Every quarter, many money managers have to disclose what they've bought and sold, via "13F" filings. Their latest moves can shine a bright light on smart stock picks.
Today let's look at Westfield Capital Management, an investment advisor serving institutions and wealthy investors. It employs deep fundamental research as it seeks out stocks that are underloved by the market, and its funds have outperformed their benchmarks, on average, since inception.
The company's reportable stock portfolio totaled $14.5 billion in value as of June 30, 2013.
So what does Westfield's latest quarterly 13F filing tell us? Here are a few interesting details.
The biggest new holdings are railroad company CSX and homebuilder Lennar. Other new holdings of interest include Keryx Biopharmaceuticals (NASDAQ:KERX), which has more than tripled over the past year and is near a 52-week high. Many expect FDA approval for its Zerenex drug, which treats kidney disease. The company is looking to expand the drug's applications and approvals, too. Keryx has potential, but so far it also has paltry revenue while it burns cash, and it doesn't have a pipeline rich with many promising drugs. Fortunately, it does have ample cash, which should support its drive toward approvals and eventual profits.

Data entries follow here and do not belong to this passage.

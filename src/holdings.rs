//! Investor holdings: cash plus coin counts per asset.

use rustc_hash::{FxHashMap, FxHashSet};

use crate::error::{Error, Result};
use crate::snapshot::Snapshot;
use crate::types::{AssetId, HoldingEntry};

/// Current holdings: a cash balance and non-cash coin counts keyed by id.
///
/// Positions with zero coins are not stored. Coins are never negative once a
/// set of trades has been applied.
#[derive(Clone, Debug, Default, PartialEq)]
pub struct Holdings {
    /// Cash balance in the quote currency (the `usdusd` holding)
    cash: f64,
    /// Non-cash coins indexed by asset id
    coins: FxHashMap<AssetId, f64>,
}

impl Holdings {
    /// Holdings consisting only of `cash`.
    pub fn new(cash: f64) -> Self {
        debug_assert!(cash >= 0.0, "cash must be non-negative, got {cash}");
        Self {
            cash,
            coins: FxHashMap::default(),
        }
    }

    /// Build holdings from the holdings contract.
    ///
    /// An entry with id `usdusd` sets the cash balance. Each id may appear at
    /// most once, and coins must be finite and non-negative.
    pub fn from_entries(entries: impl IntoIterator<Item = HoldingEntry>) -> Result<Self> {
        let mut holdings = Self::default();
        let mut seen = FxHashSet::default();

        for entry in entries {
            if !entry.coins.is_finite() || entry.coins < 0.0 {
                return Err(Error::InvalidHolding {
                    reason: format!("coins must be finite and >= 0, got {}", entry.coins),
                    id: entry.id,
                });
            }
            if !seen.insert(entry.id.clone()) {
                return Err(Error::DuplicateHolding(entry.id));
            }
            holdings.set_coins(entry.id, entry.coins);
        }

        Ok(holdings)
    }

    // === Queries ===

    /// Cash balance.
    #[inline]
    pub fn cash(&self) -> f64 {
        self.cash
    }

    /// Coins held for `id`; the cash id returns the cash balance.
    pub fn coins(&self, id: &AssetId) -> f64 {
        if id.is_cash() {
            self.cash
        } else {
            self.coins.get(id).copied().unwrap_or(0.0)
        }
    }

    /// True if a non-cash position exists for `id`.
    pub fn holds(&self, id: &AssetId) -> bool {
        self.coins.contains_key(id)
    }

    /// Iterator over non-cash positions.
    pub fn positions(&self) -> impl Iterator<Item = (&AssetId, f64)> {
        self.coins.iter().map(|(id, &c)| (id, c))
    }

    /// Number of non-cash positions.
    pub fn len(&self) -> usize {
        self.coins.len()
    }

    /// True when no non-cash position is held.
    pub fn is_empty(&self) -> bool {
        self.coins.is_empty()
    }

    /// The holdings contract view: cash first, then positions sorted by id.
    pub fn entries(&self) -> Vec<HoldingEntry> {
        let mut positions: Vec<HoldingEntry> = self
            .coins
            .iter()
            .map(|(id, &coins)| HoldingEntry::new(id.clone(), coins))
            .collect();
        positions.sort_by(|a, b| a.id.cmp(&b.id));

        let mut entries = Vec::with_capacity(positions.len() + 1);
        entries.push(HoldingEntry::new(AssetId::cash(), self.cash));
        entries.extend(positions);
        entries
    }

    /// Total account value: cash + sum of `coins * price` over positions.
    ///
    /// Prices come from the full snapshot. A held position that the snapshot
    /// does not list cannot be valued and returns [`Error::MissingPrice`].
    pub fn total_value(&self, snapshot: &Snapshot) -> Result<f64> {
        let mut total = self.cash;
        for (id, &coins) in &self.coins {
            if coins == 0.0 {
                continue;
            }
            let price = snapshot
                .price(id)
                .ok_or_else(|| Error::MissingPrice { id: id.clone() })?;
            total += coins * price;
        }
        Ok(total)
    }

    // === Mutation ===

    /// Set the coins for `id`. Zero removes the position; the cash id sets cash.
    pub fn set_coins(&mut self, id: AssetId, coins: f64) {
        if id.is_cash() {
            self.cash = coins;
        } else if coins == 0.0 {
            self.coins.remove(&id);
        } else {
            self.coins.insert(id, coins);
        }
    }

    /// Add `delta` (possibly negative) to the cash balance.
    #[inline]
    pub fn adjust_cash(&mut self, delta: f64) {
        self.cash += delta;
    }
}
//! CURRENT→TARGET diff engine.
//!
//! Reconciles current holdings against a [`TargetSet`] and produces one
//! [`Trade`] per asset that is either targeted or held. Holdings outside the
//! tradeable set are force-liquidated so no position is left orphaned.

use rustc_hash::FxHashSet;

use crate::allocation::TargetSet;
use crate::error::{Error, Result};
use crate::holdings::Holdings;
use crate::snapshot::Snapshot;
use crate::types::{Action, AssetId, Trade};

/// Output of one diff: the trades and the account value they were sized against.
#[derive(Clone, Debug, Default, PartialEq)]
#[cfg_attr(feature = "serde", derive(serde::Serialize, serde::Deserialize))]
pub struct TradePlan {
    /// Tradeable-set trades in rank order, then forced exits sorted by id
    pub trades: Vec<Trade>,
    /// Pre-trade account value (cash + positions at snapshot prices)
    pub account_value: f64,
    /// Index into `trades` where the forced exits start
    pub exits_from: usize,
}

impl TradePlan {
    /// Trades that change a holding (nonzero coin delta).
    pub fn actionable(&self) -> impl Iterator<Item = &Trade> {
        self.trades.iter().filter(|t| !t.is_noop())
    }

    /// Trades with the given action.
    pub fn by_action(&self, action: Action) -> impl Iterator<Item = &Trade> {
        self.trades.iter().filter(move |t| t.action == action)
    }

    /// Trades for held assets outside the tradeable set.
    pub fn forced_exits(&self) -> impl Iterator<Item = &Trade> {
        self.trades.iter().skip(self.exits_from)
    }

    pub fn len(&self) -> usize {
        self.trades.len()
    }

    pub fn is_empty(&self) -> bool {
        self.trades.is_empty()
    }
}

/// Total account value of `holdings` at `snapshot` prices.
///
/// Fails with [`Error::MissingPrice`] if a held position is not listed.
pub fn account_value(holdings: &Holdings, snapshot: &Snapshot) -> Result<f64> {
    holdings.total_value(snapshot)
}

/// Compute the trades that move `holdings` to `targets`.
///
/// `snapshot` is the full snapshot the targets were computed from; it prices
/// holdings that fell out of the tradeable set. A degenerate target set
/// leaves held tradeable assets at HOLD; holdings outside the set are still
/// liquidated.
pub fn compute_trades(
    targets: &TargetSet,
    holdings: &Holdings,
    snapshot: &Snapshot,
) -> Result<TradePlan> {
    let account_value = holdings.total_value(snapshot)?;
    let allocation_of = |coins: f64, price: f64| {
        if account_value > 0.0 {
            coins * price / account_value
        } else {
            0.0
        }
    };

    let degenerate = targets.is_degenerate();
    let mut covered: FxHashSet<&AssetId> = FxHashSet::default();
    let mut trades = Vec::with_capacity(targets.len() + holdings.len());

    // 1. Every asset in the tradeable set
    for ranked in targets.iter() {
        let asset = &ranked.asset;
        let target_allocation = ranked.target_allocation;
        let mut target_coins = if asset.price > 0.0 {
            target_allocation * account_value / asset.price
        } else {
            0.0
        };

        let (current_coins, action) = if holdings.holds(&asset.id) {
            covered.insert(&asset.id);
            let coins = holdings.coins(&asset.id);
            // No valid targets: keep the position rather than sell to zero
            if degenerate {
                target_coins = coins;
            }
            (coins, classify_trade(coins, target_coins))
        } else if target_allocation > 0.0 {
            (0.0, Action::Buy)
        } else {
            (0.0, Action::None)
        };

        trades.push(Trade {
            id: asset.id.clone(),
            symbol: asset.symbol.clone(),
            name: asset.name.clone(),
            target_allocation,
            current_allocation: allocation_of(current_coins, asset.price),
            target_coins,
            current_coins,
            action,
            price: asset.price,
        });
    }

    // 2. Liquidate everything held but not covered
    let exits_from = trades.len();
    let mut exits: Vec<(&AssetId, f64)> = holdings
        .positions()
        .filter(|(id, coins)| *coins != 0.0 && !covered.contains(id))
        .collect();
    exits.sort_by(|a, b| a.0.cmp(b.0));

    for (id, coins) in exits {
        let asset = snapshot
            .get(id)
            .ok_or_else(|| Error::MissingPrice { id: id.clone() })?;
        trades.push(Trade {
            id: id.clone(),
            symbol: asset.symbol.clone(),
            name: asset.name.clone(),
            target_allocation: 0.0,
            current_allocation: allocation_of(coins, asset.price),
            target_coins: 0.0,
            current_coins: coins,
            action: Action::Sell,
            price: asset.price,
        });
    }

    Ok(TradePlan {
        trades,
        account_value,
        exits_from,
    })
}

/// BUY below target, SELL above, HOLD at target.
fn classify_trade(current_coins: f64, target_coins: f64) -> Action {
    if current_coins < target_coins {
        Action::Buy
    } else if current_coins > target_coins {
        Action::Sell
    } else {
        Action::Hold
    }
}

If Zerenex gains New Chemical Entity status, that will also help it, competitively.
Among holdings in which Westfield Capital increased its stake was oil and gas equipment and services company McDermott International (NYSE:MDR), which is down more than 40% over the past year, in part due to posting weak second-quarter results and receiving several analyst downgrades. Its CEO explained, "As a management team, we are taking immediate and decisive actions to correct the weakness we have experienced in our project bidding and execution..." He added, "We are driving a more disciplined culture within the Company," and warned that, "problematic projects are expected to require some time to fully work through the system." Still, the company does have an order backlog of $5.1 billion and if it improves its contracting and project management processes, it might represent a nice value. Analysts expect it to grow by about 18% annually over the next few years.
Westfield Capital reduced its stake in lots of companies, including American Capital Agency (NASDAQ:AGNC), a mortgage REIT with a tantalizing dividend yield recently near 14% -- though that reflects a 16% dividend cut earlier this year and a fresh 24% cut. On the bright side, the company has been aggressively buying back stock. It has also been moving more into 15-year mortgages and decreasing its focus on 30-year ones. The shorter loans are less volatile, but they also offer lower yields. American Capital's CEO is well respected, but some worry about rising interest rates and the easing of quantitative easing. The Fed put off tapering its easing, but that won't last forever.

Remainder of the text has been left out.